◆ YOUR TASK
Transcribe the listing word for word. Begin at its first line and end with the line containing "labels.shuffle(&mut label_rng);".

<<<<

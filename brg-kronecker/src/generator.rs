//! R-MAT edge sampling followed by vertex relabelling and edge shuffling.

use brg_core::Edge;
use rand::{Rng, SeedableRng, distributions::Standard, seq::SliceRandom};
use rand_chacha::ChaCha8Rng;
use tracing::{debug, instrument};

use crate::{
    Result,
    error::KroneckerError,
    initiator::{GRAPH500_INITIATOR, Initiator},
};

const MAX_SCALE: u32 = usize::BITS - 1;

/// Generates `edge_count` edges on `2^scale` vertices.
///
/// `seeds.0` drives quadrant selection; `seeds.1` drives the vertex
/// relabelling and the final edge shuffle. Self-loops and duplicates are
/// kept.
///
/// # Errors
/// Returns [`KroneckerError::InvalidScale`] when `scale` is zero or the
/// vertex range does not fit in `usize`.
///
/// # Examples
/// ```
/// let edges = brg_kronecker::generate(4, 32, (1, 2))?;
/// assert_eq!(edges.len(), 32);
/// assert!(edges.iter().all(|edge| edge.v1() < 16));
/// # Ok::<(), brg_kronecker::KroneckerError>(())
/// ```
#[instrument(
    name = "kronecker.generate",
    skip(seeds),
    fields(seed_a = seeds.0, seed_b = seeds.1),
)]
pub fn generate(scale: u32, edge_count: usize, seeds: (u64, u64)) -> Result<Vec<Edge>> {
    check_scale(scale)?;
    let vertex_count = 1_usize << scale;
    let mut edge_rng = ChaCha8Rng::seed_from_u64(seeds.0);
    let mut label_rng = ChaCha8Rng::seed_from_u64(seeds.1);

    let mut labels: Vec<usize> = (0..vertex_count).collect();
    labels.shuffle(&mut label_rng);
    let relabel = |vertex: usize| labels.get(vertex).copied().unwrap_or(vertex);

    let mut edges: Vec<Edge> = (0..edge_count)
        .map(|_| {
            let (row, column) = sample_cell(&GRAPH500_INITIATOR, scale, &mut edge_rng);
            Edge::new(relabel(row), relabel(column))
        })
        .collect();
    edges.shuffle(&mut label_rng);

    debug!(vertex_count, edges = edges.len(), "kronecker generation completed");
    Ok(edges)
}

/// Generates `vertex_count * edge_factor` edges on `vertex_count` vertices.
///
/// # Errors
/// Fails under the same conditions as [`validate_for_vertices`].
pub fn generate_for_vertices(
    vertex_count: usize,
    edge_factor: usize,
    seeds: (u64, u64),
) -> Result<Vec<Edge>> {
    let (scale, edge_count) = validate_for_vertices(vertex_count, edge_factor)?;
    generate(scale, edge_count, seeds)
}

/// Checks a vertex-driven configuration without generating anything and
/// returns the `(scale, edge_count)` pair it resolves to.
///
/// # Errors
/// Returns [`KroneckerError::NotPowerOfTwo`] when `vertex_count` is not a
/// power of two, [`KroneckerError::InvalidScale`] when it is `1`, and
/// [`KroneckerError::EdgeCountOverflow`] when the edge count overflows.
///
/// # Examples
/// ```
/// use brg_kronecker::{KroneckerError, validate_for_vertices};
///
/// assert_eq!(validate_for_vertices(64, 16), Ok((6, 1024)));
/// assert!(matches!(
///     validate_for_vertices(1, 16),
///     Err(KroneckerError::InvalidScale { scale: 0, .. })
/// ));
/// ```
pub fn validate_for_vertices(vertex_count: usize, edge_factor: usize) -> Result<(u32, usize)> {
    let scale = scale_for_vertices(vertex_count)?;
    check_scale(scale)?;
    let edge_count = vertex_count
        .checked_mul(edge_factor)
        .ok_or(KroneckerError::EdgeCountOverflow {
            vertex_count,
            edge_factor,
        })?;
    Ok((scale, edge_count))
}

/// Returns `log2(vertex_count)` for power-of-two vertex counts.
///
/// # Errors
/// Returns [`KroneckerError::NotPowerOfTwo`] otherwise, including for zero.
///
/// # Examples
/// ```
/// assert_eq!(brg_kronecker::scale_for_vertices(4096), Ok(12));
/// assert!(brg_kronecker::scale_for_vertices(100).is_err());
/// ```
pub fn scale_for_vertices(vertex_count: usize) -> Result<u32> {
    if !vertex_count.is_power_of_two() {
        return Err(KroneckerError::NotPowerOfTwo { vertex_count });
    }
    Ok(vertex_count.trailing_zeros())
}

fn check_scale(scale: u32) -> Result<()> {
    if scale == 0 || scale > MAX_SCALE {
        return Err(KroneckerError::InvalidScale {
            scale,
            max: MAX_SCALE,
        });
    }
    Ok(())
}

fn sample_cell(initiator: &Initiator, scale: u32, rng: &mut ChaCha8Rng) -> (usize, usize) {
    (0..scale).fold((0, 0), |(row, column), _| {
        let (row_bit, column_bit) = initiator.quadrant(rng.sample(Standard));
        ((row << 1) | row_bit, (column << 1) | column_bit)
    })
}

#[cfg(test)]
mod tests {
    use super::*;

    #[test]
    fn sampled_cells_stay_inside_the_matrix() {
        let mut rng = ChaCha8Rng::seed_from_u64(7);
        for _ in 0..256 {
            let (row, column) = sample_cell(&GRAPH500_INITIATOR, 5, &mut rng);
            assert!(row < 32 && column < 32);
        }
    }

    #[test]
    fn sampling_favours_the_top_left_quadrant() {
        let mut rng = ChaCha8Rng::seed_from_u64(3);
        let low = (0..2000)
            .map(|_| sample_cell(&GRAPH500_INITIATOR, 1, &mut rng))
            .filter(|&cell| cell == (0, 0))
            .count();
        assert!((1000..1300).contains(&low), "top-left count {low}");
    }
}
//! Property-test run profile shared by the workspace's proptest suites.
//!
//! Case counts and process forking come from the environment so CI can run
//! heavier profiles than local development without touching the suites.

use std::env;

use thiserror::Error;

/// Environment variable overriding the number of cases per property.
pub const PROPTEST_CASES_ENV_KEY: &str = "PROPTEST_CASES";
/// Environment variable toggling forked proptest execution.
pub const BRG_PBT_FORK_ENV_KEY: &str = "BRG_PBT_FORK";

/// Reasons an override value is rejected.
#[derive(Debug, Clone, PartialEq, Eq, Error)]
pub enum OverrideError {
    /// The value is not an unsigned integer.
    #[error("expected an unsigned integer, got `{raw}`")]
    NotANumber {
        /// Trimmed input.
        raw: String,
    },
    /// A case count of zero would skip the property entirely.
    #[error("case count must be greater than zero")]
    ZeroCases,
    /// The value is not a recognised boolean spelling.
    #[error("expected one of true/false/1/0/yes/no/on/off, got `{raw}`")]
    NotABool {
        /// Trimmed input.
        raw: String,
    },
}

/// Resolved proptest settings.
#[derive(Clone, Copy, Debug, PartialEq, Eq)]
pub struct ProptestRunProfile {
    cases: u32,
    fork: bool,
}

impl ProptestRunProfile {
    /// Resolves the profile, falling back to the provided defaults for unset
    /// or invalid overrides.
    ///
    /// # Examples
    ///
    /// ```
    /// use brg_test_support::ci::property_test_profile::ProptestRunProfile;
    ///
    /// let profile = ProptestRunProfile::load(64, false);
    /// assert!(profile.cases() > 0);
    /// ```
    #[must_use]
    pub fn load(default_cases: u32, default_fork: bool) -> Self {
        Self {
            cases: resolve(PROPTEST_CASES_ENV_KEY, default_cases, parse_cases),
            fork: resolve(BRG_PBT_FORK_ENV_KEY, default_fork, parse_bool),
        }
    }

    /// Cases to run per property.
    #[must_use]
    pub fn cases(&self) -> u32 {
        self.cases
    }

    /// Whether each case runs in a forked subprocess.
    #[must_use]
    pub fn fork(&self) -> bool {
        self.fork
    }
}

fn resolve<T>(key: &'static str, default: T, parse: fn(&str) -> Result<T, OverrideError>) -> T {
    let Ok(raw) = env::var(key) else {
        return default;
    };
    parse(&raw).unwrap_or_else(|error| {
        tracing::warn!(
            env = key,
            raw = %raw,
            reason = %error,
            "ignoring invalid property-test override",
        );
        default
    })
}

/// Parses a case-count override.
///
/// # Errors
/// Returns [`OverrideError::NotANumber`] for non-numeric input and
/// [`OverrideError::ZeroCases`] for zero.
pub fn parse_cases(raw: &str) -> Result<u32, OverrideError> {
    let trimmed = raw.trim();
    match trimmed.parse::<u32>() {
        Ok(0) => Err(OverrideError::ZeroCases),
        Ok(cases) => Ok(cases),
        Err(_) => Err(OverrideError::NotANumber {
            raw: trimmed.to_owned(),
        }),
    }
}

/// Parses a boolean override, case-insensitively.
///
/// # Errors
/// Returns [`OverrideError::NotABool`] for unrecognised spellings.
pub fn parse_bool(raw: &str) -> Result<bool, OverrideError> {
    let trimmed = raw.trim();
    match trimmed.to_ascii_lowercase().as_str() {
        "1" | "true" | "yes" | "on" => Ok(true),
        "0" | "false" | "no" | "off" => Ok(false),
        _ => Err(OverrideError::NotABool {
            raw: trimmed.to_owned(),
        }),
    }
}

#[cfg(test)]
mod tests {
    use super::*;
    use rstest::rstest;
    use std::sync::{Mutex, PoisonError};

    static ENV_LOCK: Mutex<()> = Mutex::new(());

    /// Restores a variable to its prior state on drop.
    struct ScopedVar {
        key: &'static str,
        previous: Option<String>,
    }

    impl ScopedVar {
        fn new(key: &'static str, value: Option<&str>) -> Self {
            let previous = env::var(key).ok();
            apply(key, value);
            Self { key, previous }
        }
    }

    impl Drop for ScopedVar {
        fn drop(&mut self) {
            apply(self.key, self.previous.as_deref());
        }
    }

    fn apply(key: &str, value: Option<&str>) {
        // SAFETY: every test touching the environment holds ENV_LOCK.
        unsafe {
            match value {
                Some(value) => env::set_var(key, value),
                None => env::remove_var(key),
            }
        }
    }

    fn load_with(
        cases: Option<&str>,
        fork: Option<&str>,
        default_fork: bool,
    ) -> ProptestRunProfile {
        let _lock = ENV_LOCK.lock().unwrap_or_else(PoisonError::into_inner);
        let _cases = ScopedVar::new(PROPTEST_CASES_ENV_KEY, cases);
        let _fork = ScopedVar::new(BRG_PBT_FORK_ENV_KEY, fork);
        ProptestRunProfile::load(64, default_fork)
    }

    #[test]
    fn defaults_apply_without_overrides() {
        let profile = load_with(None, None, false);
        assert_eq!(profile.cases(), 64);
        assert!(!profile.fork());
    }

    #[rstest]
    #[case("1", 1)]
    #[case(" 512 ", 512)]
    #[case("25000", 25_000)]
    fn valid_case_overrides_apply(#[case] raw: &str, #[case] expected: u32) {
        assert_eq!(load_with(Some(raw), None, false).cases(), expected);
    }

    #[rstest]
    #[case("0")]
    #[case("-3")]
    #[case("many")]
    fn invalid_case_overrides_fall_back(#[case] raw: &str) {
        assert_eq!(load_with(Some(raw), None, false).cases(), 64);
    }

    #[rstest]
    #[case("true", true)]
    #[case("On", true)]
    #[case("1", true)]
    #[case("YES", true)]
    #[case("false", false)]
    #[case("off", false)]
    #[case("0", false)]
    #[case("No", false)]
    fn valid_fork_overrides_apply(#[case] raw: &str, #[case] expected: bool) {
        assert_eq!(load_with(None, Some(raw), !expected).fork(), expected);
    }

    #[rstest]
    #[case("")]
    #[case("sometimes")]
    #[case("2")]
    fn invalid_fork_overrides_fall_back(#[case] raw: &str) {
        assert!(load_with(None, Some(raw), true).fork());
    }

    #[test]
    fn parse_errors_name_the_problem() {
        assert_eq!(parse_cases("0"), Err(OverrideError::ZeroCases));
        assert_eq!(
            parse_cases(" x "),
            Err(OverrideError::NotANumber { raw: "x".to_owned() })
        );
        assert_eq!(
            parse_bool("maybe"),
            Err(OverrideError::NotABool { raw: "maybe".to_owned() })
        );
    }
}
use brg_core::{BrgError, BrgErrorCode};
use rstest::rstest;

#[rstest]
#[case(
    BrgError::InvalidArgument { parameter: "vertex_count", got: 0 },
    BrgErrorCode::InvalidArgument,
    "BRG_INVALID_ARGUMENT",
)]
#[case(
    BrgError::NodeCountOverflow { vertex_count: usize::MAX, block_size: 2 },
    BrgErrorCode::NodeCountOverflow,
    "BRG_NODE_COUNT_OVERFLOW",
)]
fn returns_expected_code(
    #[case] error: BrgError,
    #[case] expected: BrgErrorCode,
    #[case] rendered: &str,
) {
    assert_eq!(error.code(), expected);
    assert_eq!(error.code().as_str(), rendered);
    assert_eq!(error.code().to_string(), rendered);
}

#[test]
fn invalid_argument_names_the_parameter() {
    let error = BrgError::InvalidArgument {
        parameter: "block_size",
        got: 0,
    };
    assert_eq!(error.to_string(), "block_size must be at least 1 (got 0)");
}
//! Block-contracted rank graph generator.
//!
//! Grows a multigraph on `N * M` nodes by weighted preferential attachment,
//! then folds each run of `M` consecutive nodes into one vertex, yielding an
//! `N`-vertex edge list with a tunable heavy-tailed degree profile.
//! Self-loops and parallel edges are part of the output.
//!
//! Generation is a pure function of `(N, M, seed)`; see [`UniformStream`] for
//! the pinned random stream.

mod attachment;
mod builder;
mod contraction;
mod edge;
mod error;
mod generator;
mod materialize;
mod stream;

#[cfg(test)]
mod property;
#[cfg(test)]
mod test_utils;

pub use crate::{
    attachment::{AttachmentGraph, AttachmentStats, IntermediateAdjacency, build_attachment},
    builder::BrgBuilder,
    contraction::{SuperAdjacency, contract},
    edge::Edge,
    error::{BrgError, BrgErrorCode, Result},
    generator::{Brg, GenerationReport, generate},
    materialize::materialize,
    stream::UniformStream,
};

>>>>

◆ RESULT OF THIS TASK
filename brg-kronecker/src/generator.rs
//! R-MAT edge sampling followed by vertex relabelling and edge shuffling.

use brg_core::Edge;
use rand::{Rng, SeedableRng, distributions::Standard, seq::SliceRandom};
use rand_chacha::ChaCha8Rng;
use tracing::{debug, instrument};

use crate::{
    Result,
    error::KroneckerError,
    initiator::{GRAPH500_INITIATOR, Initiator},
};

const MAX_SCALE: u32 = usize::BITS - 1;

/// Generates `edge_count` edges on `2^scale` vertices.
///
/// `seeds.0` drives quadrant selection; `seeds.1` drives the vertex
/// relabelling and the final edge shuffle. Self-loops and duplicates are
/// kept.
///
/// # Errors
/// Returns [`KroneckerError::InvalidScale`] when `scale` is zero or the
/// vertex range does not fit in `usize`.
///
/// # Examples
/// ```
/// let edges = brg_kronecker::generate(4, 32, (1, 2))?;
/// assert_eq!(edges.len(), 32);
/// assert!(edges.iter().all(|edge| edge.v1() < 16));
/// # Ok::<(), brg_kronecker::KroneckerError>(())
/// ```
#[instrument(
    name = "kronecker.generate",
    skip(seeds),
    fields(seed_a = seeds.0, seed_b = seeds.1),
)]
pub fn generate(scale: u32, edge_count: usize, seeds: (u64, u64)) -> Result<Vec<Edge>> {
    check_scale(scale)?;
    let vertex_count = 1_usize << scale;
    let mut edge_rng = ChaCha8Rng::seed_from_u64(seeds.0);
    let mut label_rng = ChaCha8Rng::seed_from_u64(seeds.1);

    let mut labels: Vec<usize> = (0..vertex_count).collect();
    labels.shuffle(&mut label_rng);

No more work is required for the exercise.